Tristouse ne le regretta pas longtemps. Elle prit le deuil de Croniamantal et monta à Montmartre, chez l'oiseau du Bénin, qui commença par lui faire la cour, et après qu'il en eût eu ce qu'il voulait, ils se mirent à parler de Croniamantal.
—Il faut que je lui fasse une statue, dit l'oiseau du Bénin. Car je ne suis pas seulement peintre, mais aussi sculpteur.
—C'est ça, dit Tristouse, il faut lui élever une statue.
—Où ça? demanda l'oiseau du Bénin; le gouvernement ne nous accordera pas d'emplacement. Les temps sont mauvais pour les poètes.
—On le dit, répliqua Tristouse, mais ce n'est peut-être pas vrai. Que pensez-vous du bois de Meudon, monsieur l'oiseau du Bénin?

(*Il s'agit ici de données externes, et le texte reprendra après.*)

//! Integration tests for the authenticated order book.
//!
//! These drive the public ledger API the way the authority does and check,
//! after every call, the properties the on-chain verifier relies on:
//! pair leaves match pair commitments, order leaves match order commitments
//! (or zero), and every witness recomputes the current root.

use rand::rngs::StdRng;
use rand::{Rng, SeedableRng};
use xane_ledger::*;
use xane_types::*;

fn asset(symbol: &str) -> AssetId {
    AssetId::from_symbol(symbol).unwrap()
}

/// Full consistency sweep over every assigned pair and every slot.
fn assert_consistent(ledger: &OrderBookLedger) {
    let registry = ledger.registry();
    for (pair_index, pair) in registry.pairs() {
        // pair leaf equals pair commitment
        let expected = pair_commitment(pair.base(), pair.quote(), pair.buy_root(), pair.sell_root());
        assert_eq!(registry.leaf(pair_index), expected, "pair {pair_index} leaf");

        let pair_witness = ledger.pair_witness(pair_index).unwrap();
        assert!(verify_inclusion(&pair_witness, expected, ledger.pairs_root()));

        for side in [Side::Buy, Side::Sell] {
            let orders = pair.orders(side);
            for order_index in 0..orders.capacity() as usize {
                // order leaf equals order commitment, or zero when free
                let leaf = orders.leaf(order_index);
                match orders.get_order(order_index) {
                    Some(order) => assert_eq!(leaf, order_commitment(order)),
                    None => assert_eq!(leaf, Field::ZERO),
                }
                let witness = ledger.order_witness(side, pair_index, order_index).unwrap();
                assert!(verify_inclusion(&witness, leaf, orders.root()));
            }
        }
    }
}

// =============================================================================
// Scenario: BTC/USD place, cancel, place, execute
// =============================================================================
#[test]
fn btc_usd_scenario_returns_to_initial_root() {
    let mut ledger = OrderBookLedger::new(LedgerConfig::default()).unwrap();
    let (btc, usd) = (asset("BTC"), asset("USD"));
    let m = Address::dummy(1);
    let m2 = Address::dummy(2);

    let added = ledger.add_pair(btc, usd).unwrap();
    assert_eq!(added.pair_index, 0);
    let r0 = ledger.pairs_root();
    assert_eq!(added.pairs_root, r0);

    let placed = ledger
        .place_order(Side::Buy, btc, usd, m, 1_000_000, 6_900_000)
        .unwrap();
    assert_eq!(placed.order_index, 0);
    let r1 = ledger.pairs_root();
    assert_ne!(r1, r0);
    assert_consistent(&ledger);

    ledger.cancel_order(Side::Buy, btc, usd, 0).unwrap();
    assert_eq!(ledger.pairs_root(), r0);

    let placed = ledger
        .place_order(Side::Sell, btc, usd, m2, 2_000_000, 6_950_000)
        .unwrap();
    assert_eq!(placed.order_index, 0);
    let r2 = ledger.pairs_root();
    assert_ne!(r2, r0);
    assert_ne!(r2, r1, "same slot on the other side commits differently");

    let executed = ledger.execute_order(Side::Sell, btc, usd, 0).unwrap();
    assert_eq!(executed.order, Order::new(m2, 2_000_000, 6_950_000));
    assert_eq!(ledger.pairs_root(), r0);
    assert_consistent(&ledger);
}

// =============================================================================
// Round-trip: place then cancel restores slot leaf, pair leaf, and outer root
// =============================================================================
#[test]
fn place_then_cancel_restores_every_level() {
    let mut ledger = OrderBookLedger::new(LedgerConfig::new(4, 4)).unwrap();
    let (eth, usd) = (asset("ETH"), asset("USD"));
    ledger.add_pair(asset("BTC"), usd).unwrap();
    ledger.add_pair(eth, usd).unwrap();
    ledger
        .place_order(Side::Buy, eth, usd, Address::dummy(1), 3, 30)
        .unwrap();

    let pair_leaf = ledger.registry().leaf(1);
    let root = ledger.pairs_root();

    let placed = ledger
        .place_order(Side::Buy, eth, usd, Address::dummy(2), 4, 40)
        .unwrap();
    let cancelled = ledger
        .cancel_order(Side::Buy, eth, usd, placed.order_index)
        .unwrap();

    assert_eq!(
        ledger.pair(1).unwrap().orders(Side::Buy).leaf(placed.order_index),
        Field::ZERO
    );
    assert_eq!(ledger.registry().leaf(1), pair_leaf);
    assert_eq!(ledger.pairs_root(), root);
    assert_eq!(cancelled.previous_pairs_root, placed.pairs_root);
    assert_eq!(cancelled.pairs_root, placed.previous_pairs_root);
}

// =============================================================================
// Slot reuse: freeing the lowest occupied slot makes it the next allocation
// =============================================================================
#[test]
fn lowest_freed_slot_is_reused_per_side() {
    let mut ledger = OrderBookLedger::new(LedgerConfig::new(2, 3)).unwrap();
    let (btc, usd) = (asset("BTC"), asset("USD"));
    ledger.add_pair(btc, usd).unwrap();

    for seed in 0..4 {
        let r = ledger
            .place_order(Side::Sell, btc, usd, Address::dummy(seed), 1, 1)
            .unwrap();
        assert_eq!(r.order_index, usize::from(seed));
    }
    ledger.cancel_order(Side::Sell, btc, usd, 2).unwrap();
    ledger.execute_order(Side::Sell, btc, usd, 0).unwrap();

    // buy side is unaffected by sell-side holes
    let buy = ledger
        .place_order(Side::Buy, btc, usd, Address::dummy(9), 1, 1)
        .unwrap();
    assert_eq!(buy.order_index, 0);

    let first = ledger
        .place_order(Side::Sell, btc, usd, Address::dummy(7), 1, 1)
        .unwrap();
    let second = ledger
        .place_order(Side::Sell, btc, usd, Address::dummy(8), 1, 1)
        .unwrap();
    let third = ledger
        .place_order(Side::Sell, btc, usd, Address::dummy(6), 1, 1)
        .unwrap();
    assert_eq!(
        (first.order_index, second.order_index, third.order_index),
        (0, 2, 4)
    );
    assert_consistent(&ledger);
}

// =============================================================================
// Rejections leave all state untouched
// =============================================================================
#[test]
fn rejected_mutations_do_not_move_any_root() {
    let mut ledger = OrderBookLedger::new(LedgerConfig::new(1, 1)).unwrap();
    let (btc, usd) = (asset("BTC"), asset("USD"));
    ledger.add_pair(btc, usd).unwrap();
    ledger
        .place_order(Side::Buy, btc, usd, Address::dummy(1), 1, 1)
        .unwrap();
    ledger
        .place_order(Side::Buy, btc, usd, Address::dummy(2), 1, 1)
        .unwrap();
    let snapshot = ledger.snapshot();

    assert!(matches!(
        ledger.add_pair(btc, usd),
        Err(XaneError::PairAlreadyExists { .. })
    ));
    assert!(matches!(
        ledger.add_pair(usd, btc),
        Err(XaneError::PairAlreadyExists { .. })
    ));
    assert!(matches!(
        ledger.add_pair(btc, btc),
        Err(XaneError::SameCurrencyPair(_))
    ));
    assert!(matches!(
        ledger.place_order(Side::Buy, btc, usd, Address::dummy(3), 1, 1),
        Err(XaneError::OrdersTreeFull { .. })
    ));
    assert!(matches!(
        ledger.cancel_order(Side::Sell, btc, usd, 0),
        Err(XaneError::OrderDoesNotExist { .. })
    ));
    assert!(matches!(
        ledger.execute_order(Side::Buy, btc, usd, 2),
        Err(XaneError::OrderDoesNotExist { .. })
    ));
    assert!(matches!(
        ledger.order_witness(Side::Buy, 0, 2),
        Err(XaneError::InvalidWitnessIndex { .. })
    ));

    assert_eq!(ledger.snapshot(), snapshot);
}

// =============================================================================
// Randomized operation sequences
// =============================================================================
#[test]
fn random_operations_preserve_invariants_and_witnesses() {
    let mut rng = StdRng::seed_from_u64(0x5eed_0001);
    let mut ledger = OrderBookLedger::new(LedgerConfig::new(3, 3)).unwrap();
    let assets: Vec<AssetId> = ["BTC", "ETH", "USD", "MINA"]
        .iter()
        .map(|s| asset(s))
        .collect();

    for step in 0..400 {
        let base = assets[rng.gen_range(0..assets.len())];
        let quote = assets[rng.gen_range(0..assets.len())];
        let side = if rng.gen_bool(0.5) { Side::Buy } else { Side::Sell };
        let before = ledger.snapshot();

        let outcome: Result<()> = match rng.gen_range(0..10) {
            0 => ledger.add_pair(base, quote).map(|_| ()),
            1..=5 => ledger
                .place_order(
                    side,
                    base,
                    quote,
                    Address::dummy(rng.r#gen()),
                    rng.gen_range(1..1_000),
                    rng.gen_range(1..1_000),
                )
                .map(|r| {
                    let leaf = order_commitment(&r.order);
                    let new_side_root = r.proof.order_witness.calculate_root(leaf);
                    let (buy, sell) = match side {
                        Side::Buy => (new_side_root, r.proof.opposite_side_root),
                        Side::Sell => (r.proof.opposite_side_root, new_side_root),
                    };
                    let pair_leaf = pair_commitment(base, quote, buy, sell);
                    assert_eq!(r.pair_witness.calculate_root(pair_leaf), r.pairs_root);
                }),
            6..=7 => ledger
                .cancel_order(side, base, quote, rng.gen_range(0..8))
                .map(|_| ()),
            _ => ledger
                .execute_order(side, base, quote, rng.gen_range(0..8))
                .map(|_| ()),
        };

        if outcome.is_err() {
            assert_eq!(ledger.snapshot(), before, "step {step}: failed call mutated state");
        }
        assert_consistent(&ledger);
    }

    let restored = OrderBookLedger::restore(&ledger.snapshot()).unwrap();
    assert_eq!(restored.pairs_root(), ledger.pairs_root());
}
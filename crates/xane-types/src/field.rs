//! Fixed-width field elements.
//!
//! Every value the ledger commits to (asset ids, maker addresses, amounts,
//! prices, tree nodes) is carried as a 32-byte big-endian [`Field`]. The
//! all-zero element is the empty-slot sentinel and is compared raw; it is
//! never replaced by a hash of zero.

use std::fmt;

use serde::{Deserialize, Deserializer, Serialize, Serializer};

use crate::constants::FIELD_BYTES;
use crate::{Result, XaneError};

/// A 32-byte big-endian field element.
#[derive(Clone, Copy, PartialEq, Eq, Hash, Ord, PartialOrd, Default)]
pub struct Field(pub [u8; FIELD_BYTES]);

impl Field {
    /// The zero element. Empty leaves hold exactly this value.
    pub const ZERO: Self = Self([0u8; FIELD_BYTES]);

    /// The one element.
    pub const ONE: Self = Self::from_u64(1);

    #[must_use]
    pub const fn from_bytes(bytes: [u8; FIELD_BYTES]) -> Self {
        Self(bytes)
    }

    #[must_use]
    pub const fn as_bytes(&self) -> &[u8; FIELD_BYTES] {
        &self.0
    }

    /// Place `value` big-endian in the low eight bytes.
    #[must_use]
    pub const fn from_u64(value: u64) -> Self {
        let be = value.to_be_bytes();
        let mut bytes = [0u8; FIELD_BYTES];
        let mut i = 0;
        while i < 8 {
            bytes[FIELD_BYTES - 8 + i] = be[i];
            i += 1;
        }
        Self(bytes)
    }

    #[must_use]
    pub const fn from_bool(value: bool) -> Self {
        if value { Self::ONE } else { Self::ZERO }
    }

    /// Read the element back as a `u64`, or `None` if the high bytes are set.
    #[must_use]
    pub fn to_u64(&self) -> Option<u64> {
        let (high, low) = self.0.split_at(FIELD_BYTES - 8);
        if high.iter().any(|b| *b != 0) {
            return None;
        }
        let mut be = [0u8; 8];
        be.copy_from_slice(low);
        Some(u64::from_be_bytes(be))
    }

    #[must_use]
    pub fn is_zero(&self) -> bool {
        *self == Self::ZERO
    }

    /// Pack an ASCII string of at most 32 bytes, big-endian and right-aligned.
    ///
    /// `"BTC"` becomes `0x...00425443`.
    pub fn from_ascii(input: &str) -> Result<Self> {
        if input.len() > FIELD_BYTES {
            return Err(XaneError::InvalidFieldEncoding {
                reason: format!("string is longer than {FIELD_BYTES} bytes: {input:?}"),
            });
        }
        if !input.is_ascii() {
            return Err(XaneError::InvalidFieldEncoding {
                reason: format!("non ASCII character in {input:?}"),
            });
        }
        let mut bytes = [0u8; FIELD_BYTES];
        bytes[FIELD_BYTES - input.len()..].copy_from_slice(input.as_bytes());
        Ok(Self(bytes))
    }

    /// Inverse of [`Field::from_ascii`]. Leading zero bytes are padding.
    pub fn to_ascii(&self) -> Result<String> {
        let start = self.0.iter().position(|b| *b != 0).unwrap_or(FIELD_BYTES);
        let body = &self.0[start..];
        if !body.is_ascii() {
            return Err(XaneError::InvalidFieldEncoding {
                reason: format!("field {self} does not hold ASCII text"),
            });
        }
        Ok(body.iter().map(|b| char::from(*b)).collect())
    }

    /// Parse a hex string (with or without `0x`), left-padding short input.
    pub fn from_hex(input: &str) -> Result<Self> {
        let digits = input.strip_prefix("0x").unwrap_or(input);
        if digits.len() > FIELD_BYTES * 2 {
            return Err(XaneError::InvalidFieldEncoding {
                reason: format!("hex longer than {FIELD_BYTES} bytes"),
            });
        }
        let padded = format!("{digits:0>width$}", width = FIELD_BYTES * 2);
        let mut bytes = [0u8; FIELD_BYTES];
        hex::decode_to_slice(&padded, &mut bytes).map_err(|e| {
            XaneError::InvalidFieldEncoding {
                reason: format!("bad hex {input:?}: {e}"),
            }
        })?;
        Ok(Self(bytes))
    }

    /// Full lowercase hex, 64 digits.
    #[must_use]
    pub fn to_hex(&self) -> String {
        hex::encode(self.0)
    }

    /// First eight hex digits, for log lines.
    #[must_use]
    pub fn short(&self) -> String {
        hex::encode(&self.0[..4])
    }
}

impl From<u64> for Field {
    fn from(value: u64) -> Self {
        Self::from_u64(value)
    }
}

impl From<bool> for Field {
    fn from(value: bool) -> Self {
        Self::from_bool(value)
    }
}

impl fmt::Display for Field {
    fn fmt(&self, f: &mut fmt::Formatter<'_>) -> fmt::Result {
        write!(f, "0x{}", self.to_hex())
    }
}

impl fmt::Debug for Field {
    fn fmt(&self, f: &mut fmt::Formatter<'_>) -> fmt::Result {
        write!(f, "Field(0x{})", self.to_hex())
    }
}

impl Serialize for Field {
    fn serialize<S: Serializer>(&self, serializer: S) -> std::result::Result<S::Ok, S::Error> {
        serializer.serialize_str(&self.to_string())
    }
}

impl<'de> Deserialize<'de> for Field {
    fn deserialize<D: Deserializer<'de>>(deserializer: D) -> std::result::Result<Self, D::Error> {
        let raw = String::deserialize(deserializer)?;
        Self::from_hex(&raw).map_err(serde::de::Error::custom)
    }
}

#[cfg(test)]
mod tests {
    use super::*;

    #[test]
    fn zero_is_all_zero_bytes() {
        assert_eq!(Field::ZERO.0, [0u8; 32]);
        assert!(Field::ZERO.is_zero());
        assert!(!Field::ONE.is_zero());
    }

    #[test]
    fn u64_layout_is_big_endian_low_bytes() {
        let f = Field::from_u64(0x0102);
        assert_eq!(f.0[30], 0x01);
        assert_eq!(f.0[31], 0x02);
        assert!(f.0[..30].iter().all(|b| *b == 0));
        assert_eq!(f.to_u64(), Some(0x0102));
    }

    #[test]
    fn to_u64_rejects_wide_values() {
        let mut bytes = [0u8; 32];
        bytes[0] = 1;
        assert_eq!(Field(bytes).to_u64(), None);
    }

    #[test]
    fn ascii_packing_matches_shift_accumulate() {
        let f = Field::from_ascii("BTC").unwrap();
        // ((0x42 << 8) + 0x54) << 8 + 0x43
        assert_eq!(f.to_u64(), Some(0x0042_5443));
        assert_eq!(f.to_ascii().unwrap(), "BTC");
    }

    #[test]
    fn ascii_rejects_long_or_non_ascii() {
        assert!(Field::from_ascii(&"x".repeat(33)).is_err());
        assert!(Field::from_ascii("€").is_err());
        assert!(Field::from_ascii(&"y".repeat(32)).is_ok());
    }

    #[test]
    fn hex_accepts_short_and_prefixed_input() {
        assert_eq!(Field::from_hex("0x2a").unwrap(), Field::from_u64(42));
        assert_eq!(Field::from_hex("2a").unwrap(), Field::from_u64(42));
        assert!(Field::from_hex("zz").is_err());
        assert!(Field::from_hex(&"f".repeat(65)).is_err());
    }

    #[test]
    fn serde_uses_hex_string() {
        let f = Field::from_u64(255);
        let json = serde_json::to_string(&f).unwrap();
        assert_eq!(json, format!("\"0x{}ff\"", "0".repeat(62)));
        let back: Field = serde_json::from_str(&json).unwrap();
        assert_eq!(back, f);
    }
}
//! Notifications and tasks
//!
//! Notifications are written to a fire-and-forget sink; delivery is
//! someone else's problem and delivery failures never fail a workflow.

use crate::ids::{EntityId, NotificationId, TaskId, TenantId, UserId};
use chrono::{DateTime, Utc};
use serde::{Deserialize, Serialize};
use std::collections::HashMap;

#[derive(Clone, Copy, Debug, Default, PartialEq, Eq, Serialize, Deserialize)]
#[serde(rename_all = "snake_case")]
pub enum NotificationKind {
    #[default]
    Workflow,
    Approval,
    Reservation,
    Billing,
    TaskAssigned,
}

#[derive(Clone, Debug, Serialize, Deserialize)]
pub struct Notification {
    pub id: NotificationId,
    pub tenant_id: TenantId,
    pub user_id: UserId,
    pub title: String,
    pub message: String,
    pub kind: NotificationKind,
    /// The entity this notification is about, used when rejection
    /// clears pending approval notifications for a campaign
    #[serde(skip_serializing_if = "Option::is_none")]
    pub entity_id: Option<EntityId>,
    #[serde(default, skip_serializing_if = "HashMap::is_empty")]
    pub metadata: HashMap<String, serde_json::Value>,
    pub created_at: DateTime<Utc>,
}

impl Notification {
    pub fn new(
        tenant_id: TenantId,
        user_id: UserId,
        title: impl Into<String>,
        message: impl Into<String>,
        kind: NotificationKind,
    ) -> Self {
        Self {
            id: NotificationId::generate(),
            tenant_id,
            user_id,
            title: title.into(),
            message: message.into(),
            kind,
            entity_id: None,
            metadata: HashMap::new(),
            created_at: Utc::now(),
        }
    }

    pub fn about(mut self, entity_id: EntityId) -> Self {
        self.entity_id = Some(entity_id);
        self
    }

    pub fn with_metadata(
        mut self,
        key: impl Into<String>,
        value: impl Into<serde_json::Value>,
    ) -> Self {
        self.metadata.insert(key.into(), value.into());
        self
    }
}

/// A task assigned to a user by the assign-task executor
#[derive(Clone, Debug, Serialize, Deserialize)]
pub struct Task {
    pub id: TaskId,
    pub tenant_id: TenantId,
    pub assignee_id: UserId,
    pub title: String,
    pub description: String,
    pub due_at: DateTime<Utc>,
    #[serde(skip_serializing_if = "Option::is_none")]
    pub entity_id: Option<EntityId>,
    pub created_at: DateTime<Utc>,
}

impl Task {
    pub fn new(
        tenant_id: TenantId,
        assignee_id: UserId,
        title: impl Into<String>,
        due_at: DateTime<Utc>,
    ) -> Self {
        Self {
            id: TaskId::generate(),
            tenant_id,
            assignee_id,
            title: title.into(),
            description: String::new(),
            due_at,
            entity_id: None,
            created_at: Utc::now(),
        }
    }

    pub fn with_description(mut self, description: impl Into<String>) -> Self {
        self.description = description.into();
        self
    }

    pub fn about(mut self, entity_id: EntityId) -> Self {
        self.entity_id = Some(entity_id);
        self
    }
}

—J'y avais bien pensé, mais je n'osais le dire. Va pour le bois de Meudon.
—Une statue en quoi? demanda Tristouse. En marbre? En bronze?
—Non, c'est trop vieux, répondit l'oiseau du Bénin, il faut que je lui sculpte une profonde statue en rien, comme la poésie et comme la gloire.